Task goal: Extract each line from the entries below that has the string "PublishReceipt" in it.

Source data:
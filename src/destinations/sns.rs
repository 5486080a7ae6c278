use super::{wrong_type, DestinationFactory};
use crate::core::{DestinationResponse, DestinationType, PublishReceipt, TopicClient, TopicClientFactory};
use crate::credentials::CredentialChain;
use crate::error::{DispatchError, Result};
use crate::message::{Message, SnsMessage, TopicAuth};
use async_trait::async_trait;
use aws_credential_types::provider::SharedCredentialsProvider;
use aws_sdk_sns::config::{BehaviorVersion, Region};
use aws_sdk_sns::error::DisplayErrorContext;
use moka::future::Cache;
use std::sync::Arc;
use tracing::{debug, info, instrument};

const TOPIC_CLIENT_CACHE_CAPACITY: u64 = 10_000;

/// Identifies a topic client: one per credential identity and region.
#[derive(Debug, Clone, PartialEq, Eq, Hash)]
pub struct TopicClientKey {
    pub auth: TopicAuth,
    pub region: String,
}

impl TopicClientKey {
    pub fn for_message(message: &SnsMessage) -> Self {
        Self {
            auth: message.auth().clone(),
            region: message.region().to_string(),
        }
    }
}

/// Publishes to pub/sub topics.
///
/// Topic clients are cached per [`TopicClientKey`]. Concurrent publishes that
/// miss on the same key wait on a single construction.
pub struct SnsDestinationFactory {
    chain: CredentialChain,
    client_factory: Arc<dyn TopicClientFactory>,
    clients: Cache<TopicClientKey, Arc<dyn TopicClient>>,
}

impl SnsDestinationFactory {
    pub fn new(chain: CredentialChain, client_factory: Arc<dyn TopicClientFactory>) -> Self {
        Self {
            chain,
            client_factory,
            clients: Cache::builder()
                .max_capacity(TOPIC_CLIENT_CACHE_CAPACITY)
                .build(),
        }
    }

    /// Returns the cached client for the message's key, building it on a miss.
    pub async fn get_client(&self, message: &SnsMessage) -> Result<Arc<dyn TopicClient>> {
        let key = TopicClientKey::for_message(message);
        let region = key.region.clone();
        self.clients
            .try_get_with(key, async {
                let credentials = self.chain.provider_for(message.auth()).await?;
                info!(region = %region, "Building topic client");
                metrics::counter!("topic_clients_built_total").increment(1);
                Ok::<_, DispatchError>(self.client_factory.build(&region, credentials))
            })
            .await
            .map_err(|e| DispatchError::clone(&e))
    }

    /// Number of cached topic clients.
    pub async fn cached_clients(&self) -> u64 {
        self.clients.run_pending_tasks().await;
        self.clients.entry_count()
    }
}

#[async_trait]
impl DestinationFactory for SnsDestinationFactory {
    fn destination_type(&self) -> DestinationType {
        DestinationType::Sns
    }

    #[instrument(skip_all, fields(topic_arn = tracing::field::Empty))]
    async fn publish(&self, message: &Message) -> Result<DestinationResponse> {
        let Message::Sns(message) = message else {
            return Err(wrong_type(DestinationType::Sns));
        };
        tracing::Span::current().record("topic_arn", message.topic_arn());

        let client = self.get_client(message).await?;
        let receipt = client
            .publish(message.topic_arn(), message.content(), message.subject())
            .await?;
        if receipt.message_id.is_empty() {
            return Err(DispatchError::Publish(
                "MessageId is missing in the response".to_string(),
            ));
        }

        debug!(message_id = %receipt.message_id, "Topic accepted the message");
        Ok(DestinationResponse::new(receipt.status_code, receipt.message_id))
    }
}

/// Builds SDK-backed topic clients.
#[derive(Debug, Default, Clone, Copy)]
pub struct SdkTopicClientFactory;

impl TopicClientFactory for SdkTopicClientFactory {
    fn build(&self, region: &str, credentials: SharedCredentialsProvider) -> Arc<dyn TopicClient> {
        let config = aws_sdk_sns::Config::builder()
            .behavior_version(BehaviorVersion::latest())
            .region(Region::new(region.to_string()))
            .credentials_provider(credentials)
            .build();
        Arc::new(SnsTopicClient {
            client: aws_sdk_sns::Client::from_conf(config),
        })
    }
}

/// A topic client over the AWS SDK.
pub struct SnsTopicClient {
    client: aws_sdk_sns::Client,
}

#[async_trait]
impl TopicClient for SnsTopicClient {
    async fn publish(
        &self,
        topic_arn: &str,
        message: &str,
        subject: Option<&str>,
    ) -> Result<PublishReceipt> {
        let output = self
            .client
            .publish()
            .topic_arn(topic_arn)
            .message(message)
            .set_subject(subject.map(str::to_string))
            .send()
            .await
            .map_err(|e| DispatchError::Publish(DisplayErrorContext(&e).to_string()))?;

        // The SDK only yields output for a 2xx answer.
        Ok(PublishReceipt {
            message_id: output.message_id().unwrap_or_default().to_string(),
            status_code: 200,
        })
    }
}

#[cfg(test)]
mod tests {
    use super::*;
    use crate::credentials::StaticKeySource;
    use crate::test_utils::{FakeCredentialSource, RecordingTopicClientFactory};

    const TOPIC_WEST: &str = "arn:aws:sns:us-west-2:012345678912:alerts";
    const TOPIC_EAST: &str = "arn:aws:sns:us-east-1:012345678912:alerts";

    fn message(topic: &str, role: &str) -> Message {
        SnsMessage::builder("ops")
            .with_content("disk full")
            .with_topic_arn(topic)
            .with_role(role)
            .with_subject("Disk")
            .build()
            .unwrap()
            .into()
    }

    fn factory(clients: Arc<RecordingTopicClientFactory>) -> SnsDestinationFactory {
        let chain = CredentialChain::new(vec![
            Arc::new(FakeCredentialSource::with_keys("fake", "a", "b")),
            Arc::new(StaticKeySource),
        ]);
        SnsDestinationFactory::new(chain, clients)
    }

    #[tokio::test]
    async fn test_publish_reports_message_id_and_status() {
        // Arrange
        let clients = Arc::new(RecordingTopicClientFactory::new());
        let factory = factory(clients.clone());

        // Act
        let response = factory
            .publish(&message(TOPIC_WEST, "arn:aws:iam::012345678912:role/a"))
            .await
            .unwrap();

        // Assert
        assert_eq!(response.status_code(), 200);
        assert_eq!(response.content(), "message-1");
        let published = clients.published();
        assert_eq!(published.len(), 1);
        assert_eq!(published[0].topic_arn, TOPIC_WEST);
        assert_eq!(published[0].subject.as_deref(), Some("Disk"));
        assert_eq!(clients.built_regions(), vec!["us-west-2".to_string()]);
    }

    #[tokio::test]
    async fn test_missing_message_id_is_a_publish_failure() {
        let clients = Arc::new(RecordingTopicClientFactory::new().with_message_id(""));
        let factory = factory(clients);

        let err = factory
            .publish(&message(TOPIC_WEST, "arn:aws:iam::012345678912:role/a"))
            .await
            .unwrap_err();

        assert_eq!(
            err,
            DispatchError::Publish("MessageId is missing in the response".to_string())
        );
    }

    #[tokio::test]
    async fn test_rejects_foreign_message() {
        let factory = factory(Arc::new(RecordingTopicClientFactory::new()));
        let slack: Message = crate::message::ChatMessage::slack("x")
            .with_url("https://hooks.slack.com/x")
            .with_content("hi")
            .build()
            .unwrap()
            .into();

        let err = factory.publish(&slack).await.unwrap_err();

        assert_eq!(err.to_string(), "Channel Type does not match SNS");
    }

    #[tokio::test]
    async fn test_credentials_unavailable_propagates() {
        let chain = CredentialChain::new(vec![Arc::new(FakeCredentialSource::empty("none"))]);
        let clients = Arc::new(RecordingTopicClientFactory::new());
        let factory = SnsDestinationFactory::new(chain, clients.clone());

        let err = factory
            .publish(&message(TOPIC_EAST, "arn:aws:iam::012345678912:role/a"))
            .await
            .unwrap_err();

        assert!(matches!(err, DispatchError::CredentialsUnavailable(_)));
        assert_eq!(clients.build_count(), 0);
    }
}
use super::{or_null, require_content, require_name, require_type};
use crate::core::DestinationType;
use crate::error::{DispatchError, Result};
use reqwest::Url;

/// A message for a simple-URL chat webhook (Slack or Chime).
#[derive(Debug, Clone, PartialEq, Eq)]
pub struct ChatMessage {
    destination_type: DestinationType,
    destination_name: String,
    content: String,
    url: Url,
}

impl ChatMessage {
    pub fn slack(destination_name: impl Into<String>) -> ChatMessageBuilder {
        ChatMessageBuilder::new(DestinationType::Slack, destination_name.into())
    }

    pub fn chime(destination_name: impl Into<String>) -> ChatMessageBuilder {
        ChatMessageBuilder::new(DestinationType::Chime, destination_name.into())
    }

    pub fn destination_type(&self) -> DestinationType {
        self.destination_type
    }

    pub fn destination_name(&self) -> &str {
        &self.destination_name
    }

    pub fn content(&self) -> &str {
        &self.content
    }

    pub fn url(&self) -> &Url {
        &self.url
    }
}

#[derive(Debug, Clone)]
pub struct ChatMessageBuilder {
    expected: DestinationType,
    destination_type: DestinationType,
    destination_name: String,
    content: Option<String>,
    url: Option<String>,
}

impl ChatMessageBuilder {
    fn new(destination_type: DestinationType, destination_name: String) -> Self {
        Self {
            expected: destination_type,
            destination_type,
            destination_name,
            content: None,
            url: None,
        }
    }

    pub fn with_content(mut self, content: impl Into<String>) -> Self {
        self.content = Some(content.into());
        self
    }

    pub fn with_url(mut self, url: impl Into<String>) -> Self {
        self.url = Some(url.into());
        self
    }

    #[cfg(test)]
    pub(crate) fn with_type(mut self, destination_type: DestinationType) -> Self {
        self.destination_type = destination_type;
        self
    }

    pub fn build(self) -> Result<ChatMessage> {
        require_name(&self.destination_name)?;
        require_type(self.destination_type, self.expected)?;

        let raw_url = match &self.url {
            Some(url) if !url.trim().is_empty() => url.trim().to_string(),
            _ => {
                return Err(DispatchError::validation(format!(
                    "Fully qualified URL is missing/invalid: {}",
                    or_null(&self.url)
                )))
            }
        };
        let content = require_content(self.content.as_deref())?.to_string();

        let url = Url::parse(&raw_url)
            .ok()
            .filter(|u| matches!(u.scheme(), "http" | "https") && u.host_str().is_some())
            .ok_or_else(|| {
                DispatchError::validation(format!(
                    "Fully qualified URL is missing/invalid: {raw_url}"
                ))
            })?;

        Ok(ChatMessage {
            destination_type: self.destination_type,
            destination_name: self.destination_name,
            content,
            url,
        })
    }
}
// Copyright (c) 2025 Hemashushu <hippospark@gmail.com>, All rights reserved.
//
// This Source Code Form is subject to the terms of
// the Mozilla Public License version 2.0 and additional exceptions.
// For more details, see the LICENSE, LICENSE.additional, and CONTRIBUTING files.

use std::ops::Range;

/// A byte range within the pattern text.
///
/// Ranges always start and end on character boundaries, so
/// `&pattern[location.as_range()]` never panics for a location produced
/// by a tokenizer.
#[derive(Debug, PartialEq, Eq, Clone, Copy)]
#[cfg_attr(feature = "serde", derive(serde::Serialize, serde::Deserialize))]
pub struct Location {
    pub index: usize,  // The byte offset of the first character
    pub length: usize, // The length of the range in bytes
}

impl Location {
    /// Create a new `Location` representing a range of text.
    pub fn new_range(index: usize, length: usize) -> Self {
        Self { index, length }
    }

    /// The byte offset just past the end of the range.
    pub fn end(&self) -> usize {
        self.index + self.length
    }

    pub fn as_range(&self) -> Range<usize> {
        self.index..self.end()
    }

    /// Move the range forward by `offset` bytes.
    pub fn shift(&self, offset: usize) -> Self {
        Self {
            index: self.index + offset,
            ..*self
        }
    }
}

Output:
use crate::core::{DestinationResponse, DestinationType, PublishReceipt, TopicClient, TopicClientFactory};
    ) -> Result<PublishReceipt> {
        Ok(PublishReceipt {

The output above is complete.